To evaluate the stability of the liposomal membranes, the resistance of the liposomes against nonionic surfactant Triton X-100 was investigated.²⁵ A series concentration (0.5%, 1%, 2%, 5%, 10%, 20%, 50%, 100%) of Triton X-100 solutions was prepared. The Triton X-100 solutions (10 μL) were added to the GA derivative-mediated liposomes (190 μL) in the 96-well plates in triplicate. The plates were shaken for 15 min at 25°C. The absorbance at 590 nm was measured by Multimode Reader. The turbidity was recorded as A/A₀ (590 nm), where A is the absorbance of samples with a predetermined concentration of Triton X-100 addition and A₀ is the initial absorbance of samples.

Cytotoxicity assay in vitro

Effect of the liposomes on HepG2 cells growth was assessed by MTT assay. In total, 5×10³ HepG2 cells were seeded into the 96-well culture plates in quintuplicate and incubated overnight. The medium was then replaced with the GA derivative-mediated liposomes at gradient Cou6 concentrations of 2 μg/mL (low), 10 μg/mL (medium) and 50 μg/mL (high). After incubation for 6 h, the cultured medium was then discarded and refreshed with DMEM. In total, 20 μL of MTT solution (5 mg/mL in PBS) was added to each well for additional 4 h of incubation. Formazan was dissolved in 150 μL of DMSO, and the absorbance at 570 nm was measured using the Multimode Reader. The inhibition was calculated according to the absorbance.

Confocal observation

Laser scanning confocal microscopy was used to visualize the subcellular localization of different Cou6 liposomes.²⁶ HepG2 cells were cultured on sterile microscope slides in the 6-well culture plates (2×10⁵ cells/well) and incubated overnight.

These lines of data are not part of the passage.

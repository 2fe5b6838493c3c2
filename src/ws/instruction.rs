use num_bigint::{BigInt, BigUint, Sign};
use std::fmt::Display;

pub const SPACE: u8 = b' ';
pub const TAB: u8 = b'\t';
pub const LINE_FEED: u8 = b'\n';

/// The instruction modification parameter, the leading bits of every instruction selecting its
/// category
#[derive(Debug, PartialEq, Eq, Clone, Copy)]
pub enum Imp {
    Stack,
    Arithmetic,
    Heap,
    Flow,
    IO,
}

impl Display for Imp {
    fn fmt(&self, f: &mut std::fmt::Formatter<'_>) -> std::fmt::Result {
        let name = match self {
            Imp::Stack => "stack",
            Imp::Arithmetic => "arithmetic",
            Imp::Heap => "heap",
            Imp::Flow => "flow",
            Imp::IO => "io",
        };
        write!(f, "{}", name)
    }
}

/// A label as it appears in the binary encoding: an unsigned number of arbitrary width
#[derive(Debug, PartialEq, Eq, Clone, Hash, PartialOrd, Ord)]
pub struct Label(pub BigUint);

impl From<u64> for Label {
    fn from(id: u64) -> Self {
        Label(BigUint::from(id))
    }
}

impl Display for Label {
    fn fmt(&self, f: &mut std::fmt::Formatter<'_>) -> std::fmt::Result {
        write!(f, "label_{}", self.0)
    }
}

#[derive(Debug, PartialEq, Eq, Clone)]
pub enum StackOp {
    Push(BigInt),
    Duplicate,
    Copy(BigInt),
    Swap,
    Discard,
    Slide(BigInt),
}

#[derive(Debug, PartialEq, Eq, Clone, Copy)]
pub enum ArithmeticOp {
    Add,
    Subtract,
    Multiply,
    Divide,
    Modulo,
    And,
    Or,
    Not,
}

#[derive(Debug, PartialEq, Eq, Clone, Copy)]
pub enum HeapOp {
    Store,
    Retrieve,
}

#[derive(Debug, PartialEq, Eq, Clone)]
pub enum FlowOp {
    Mark(Label),
    Call(Label),
    Jump(Label),
    JumpZero(Label),
    JumpNegative(Label),
    Return,
    Exit,
    /// Extension: registers a breakpoint at its own index when the program is loaded
    Debug,
}

impl FlowOp {
    /// The label a flow instruction refers to, if any
    pub fn label(&self) -> Option<&Label> {
        match self {
            FlowOp::Mark(label)
            | FlowOp::Call(label)
            | FlowOp::Jump(label)
            | FlowOp::JumpZero(label)
            | FlowOp::JumpNegative(label) => Some(label),
            FlowOp::Return | FlowOp::Exit | FlowOp::Debug => None,
        }
    }
}

#[derive(Debug, PartialEq, Eq, Clone, Copy)]
pub enum IoOp {
    OutCharacter,
    OutNumber,
    ReadCharacter,
    ReadNumber,
}

/// A single target-language instruction. Immutable once parsed; the same type is produced by
/// the bytecode parser and by the assembler's code generator.
#[derive(Debug, PartialEq, Eq, Clone)]
pub enum Instruction {
    Stack(StackOp),
    Arithmetic(ArithmeticOp),
    Heap(HeapOp),
    Flow(FlowOp),
    IO(IoOp),
}

impl Instruction {
    pub fn imp(&self) -> Imp {
        match self {
            Instruction::Stack(_) => Imp::Stack,
            Instruction::Arithmetic(_) => Imp::Arithmetic,
            Instruction::Heap(_) => Imp::Heap,
            Instruction::Flow(_) => Imp::Flow,
            Instruction::IO(_) => Imp::IO,
        }
    }

    pub fn is_call(&self) -> bool {
        matches!(self, Instruction::Flow(FlowOp::Call(_)))
    }

    pub fn is_return(&self) -> bool {
        matches!(self, Instruction::Flow(FlowOp::Return))
    }

    /// Appends the binary encoding of this instruction to `out`
    pub fn encode_into(&self, out: &mut String) {
        let (imp, cmd) = self.opcode();
        out.push_str(imp);
        out.push_str(cmd);
        match self {
            Instruction::Stack(StackOp::Push(value))
            | Instruction::Stack(StackOp::Copy(value))
            | Instruction::Stack(StackOp::Slide(value)) => encode_number(value, out),
            Instruction::Flow(op) => {
                if let Some(label) = op.label() {
                    encode_label(label, out);
                }
            }
            _ => {}
        }
    }

    /// Returns the binary encoding of this instruction
    pub fn encode(&self) -> String {
        let mut out = String::new();
        self.encode_into(&mut out);
        out
    }

    fn opcode(&self) -> (&'static str, &'static str) {
        match self {
            Instruction::Stack(op) => (
                " ",
                match op {
                    StackOp::Push(_) => " ",
                    StackOp::Duplicate => "\n ",
                    StackOp::Copy(_) => "\t ",
                    StackOp::Swap => "\n\t",
                    StackOp::Discard => "\n\n",
                    StackOp::Slide(_) => "\t\n",
                },
            ),
            Instruction::Arithmetic(op) => (
                "\t ",
                match op {
                    ArithmeticOp::Add => "  ",
                    ArithmeticOp::Subtract => " \t",
                    ArithmeticOp::Multiply => " \n",
                    ArithmeticOp::Divide => "\t ",
                    ArithmeticOp::Modulo => "\t\t",
                    ArithmeticOp::And => "\n\n",
                    ArithmeticOp::Or => "\n ",
                    ArithmeticOp::Not => "\n\t",
                },
            ),
            Instruction::Heap(op) => (
                "\t\t",
                match op {
                    HeapOp::Store => " ",
                    HeapOp::Retrieve => "\t",
                },
            ),
            Instruction::Flow(op) => (
                "\n",
                match op {
                    FlowOp::Mark(_) => "  ",
                    FlowOp::Call(_) => " \t",
                    FlowOp::Jump(_) => " \n",
                    FlowOp::JumpZero(_) => "\t ",
                    FlowOp::JumpNegative(_) => "\t\t",
                    FlowOp::Return => "\t\n",
                    FlowOp::Exit => "\n\n",
                    FlowOp::Debug => "\n ",
                },
            ),
            Instruction::IO(op) => (
                "\t\n",
                match op {
                    IoOp::OutCharacter => "  ",
                    IoOp::OutNumber => " \t",
                    IoOp::ReadCharacter => "\t ",
                    IoOp::ReadNumber => "\t\t",
                },
            ),
        }
    }
}

impl Display for Instruction {
    fn fmt(&self, f: &mut std::fmt::Formatter<'_>) -> std::fmt::Result {
        match self {
            Instruction::Stack(op) => match op {
                StackOp::Push(value) => write!(f, "push {}", value),
                StackOp::Duplicate => write!(f, "dup"),
                StackOp::Copy(value) => write!(f, "copy {}", value),
                StackOp::Swap => write!(f, "swap"),
                StackOp::Discard => write!(f, "pop"),
                StackOp::Slide(value) => write!(f, "slide {}", value),
            },
            Instruction::Arithmetic(op) => write!(
                f,
                "{}",
                match op {
                    ArithmeticOp::Add => "add",
                    ArithmeticOp::Subtract => "sub",
                    ArithmeticOp::Multiply => "mul",
                    ArithmeticOp::Divide => "div",
                    ArithmeticOp::Modulo => "mod",
                    ArithmeticOp::And => "and",
                    ArithmeticOp::Or => "or",
                    ArithmeticOp::Not => "not",
                }
            ),
            Instruction::Heap(HeapOp::Store) => write!(f, "store"),
            Instruction::Heap(HeapOp::Retrieve) => write!(f, "retrieve"),
            Instruction::Flow(op) => match op {
                FlowOp::Mark(label) => write!(f, "mark {}", label),
                FlowOp::Call(label) => write!(f, "call {}", label),
                FlowOp::Jump(label) => write!(f, "jmp {}", label),
                FlowOp::JumpZero(label) => write!(f, "jmpz {}", label),
                FlowOp::JumpNegative(label) => write!(f, "jmpn {}", label),
                FlowOp::Return => write!(f, "ret"),
                FlowOp::Exit => write!(f, "exit"),
                FlowOp::Debug => write!(f, "dbg"),
            },
            Instruction::IO(op) => write!(
                f,
                "{}",
                match op {
                    IoOp::OutCharacter => "outc",
                    IoOp::OutNumber => "outn",
                    IoOp::ReadCharacter => "readc",
                    IoOp::ReadNumber => "readn",
                }
            ),
        }
    }
}

fn push_binary(digits: &str, out: &mut String) {
    out.extend(digits.chars().map(|d| if d == '0' { ' ' } else { '\t' }));
    out.push('\n');
}

/// Sign (space for non-negative, tab for negative), magnitude in binary, line feed
fn encode_number(value: &BigInt, out: &mut String) {
    out.push(if value.sign() == Sign::Minus { '\t' } else { ' ' });
    push_binary(&value.magnitude().to_str_radix(2), out);
}

fn encode_label(label: &Label, out: &mut String) {
    push_binary(&label.0.to_str_radix(2), out);
}

/// Renders whitespace compactly as `S`, `T` and `N`, dropping every other character. Used in
/// error messages where raw whitespace would be invisible.
pub fn readable(code: &str) -> String {
    code.chars()
        .filter_map(|c| match c {
            ' ' => Some('S'),
            '\t' => Some('T'),
            '\n' => Some('N'),
            _ => None,
        })
        .collect()
}

/// Prefixes every significant character with a visible marker while keeping the program
/// executable, since the markers themselves are ignored by the parser
pub fn annotate(code: &str) -> String {
    let mut out = String::with_capacity(code.len() * 2);
    for c in code.chars() {
        match c {
            ' ' => out.push_str("S "),
            '\t' => out.push_str("T\t"),
            '\n' => out.push_str("L\n"),
            other => out.push(other),
        }
    }
    out
}

/// Decodes the bracketed notation (`[Space]`, `[Tab]`, `[LF]`) into raw whitespace. Literal
/// whitespace in the input is layout only and is dropped first.
pub fn decode_readable(text: &str) -> String {
    text.chars()
        .filter(|c| !matches!(c, ' ' | '\t' | '\n' | '\r'))
        .collect::<String>()
        .replace("[LF]", "\n")
        .replace("[Space]", " ")
        .replace("[Tab]", "\t")
}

The media were replaced by the five liposomes in DMEM (without FBS), and the cells were further incubated for 0.25, 1 and 6 h. Then, the media were removed and the cells were washed 3 times with cold PBS. Hoechst 33258 (10 μg/mL, 10 min) was used to localize nuclei. Finally, the cells were fixed with 4% formaldehyde at ambient temperature and captured by laser scanning confocal microscope (Olympus FV1000-IX81; Olympus Corporation, Tokyo, Japan). The content of Cou6 in each sample was measured accordingly as we reported previously.¹⁰

In vivo targeting ability study

The DiR liposomes containing DSPE-PEG (PEG-DiR-Lip) and mediated by different GA derivatives (18β-GA-DiR-Lip, 18α-GA-DiR-Lip, 3-Ace-GA-DiR-Lip and 11-Deo-GA-DiR-Lip) were prepared according to the previously mentioned method. Male BALB/c mice were inoculated subcutaneously in the right axillary fossa with 0.2 mL of H22 cell suspension (2×10⁶ cells/mL). Once the tumor reached a volume of 150–200 mm³, the H22 tumor-bearing mice were obtained. The mice were divided into five groups and intravenously injected with 0.2 mL of various DiR liposomes. In the period of 12 h postinjection, the mice under anesthetic state were scanned using a Kodak In Vivo Imaging System FX Pro (Carestream Health Inc., Rochester, NY, USA) at different time.

Statistical analysis

All the experiments were performed in triplicate, and the values are presented as mean ± standard deviation. The data were analyzed by applying one-way ANOVA, followed by the methods of Student’s t-test. p-value <0.05 indicated statistically significant differences.

Results and discussion

Competitive effect on binding sites

According to the differences in the configurations and in the main modified parts at C₃-hydroxyl and C₁₁-carbonyl groups of GA,²⁷ the compounds including 18β-GA, 18α-GA, 3-Ace-GA and 11-Deo-GA were obtained. As is known, receptor competition is increasingly common to discovery of new drugs²⁸ and screen for targeting ligands. Higher binding effect means stronger physiological activity and longer signaling pathway influence. The results on the competitive effect of GA derivatives with FITC-GA in HepG2 cells are shown in Figure 3. The reversible binding of receptors and ligands accounted for 70% of maximum binding (B₀) of FITC-GA after the inhibitor (18β-GA, 18α-GA, 3-Ace-GA or 11-Deo-GA) was added. EC₅₀ values of different GA derivative competition to binding sites in HepG2 cells were calculated. Among them, 18β-GA decreased the specific binding ratio (B/B₀) significantly. The EC₅₀ of 18β-GA was 100.1 nM. B/B₀ value decreased to 10% of B/B₀ when 200 nM of 18β-GA was added. The competitive curve of 18α-GA with FITC-GA was flatter and the EC₅₀ was 563.1 nM indicating the weak binding effect of GA receptors and competitive ability with FITC-GA. It demonstrated that the 18-H configuration of GA influenced the binding effect greatly. The addition of 3-Ace-GA gave a similar competitive curve of 18β-GA and 111.7 nM of EC₅₀, indicating a little influence of 3-OH of GA. The competitive curve of 11-Deo-GA lay between 18α-GA and 3-Ace-GA, with 121.2 nM of EC₅₀ demonstrating the competitive effect with FITC-GA. 11-Carbonyl group influenced the targeting action of GA.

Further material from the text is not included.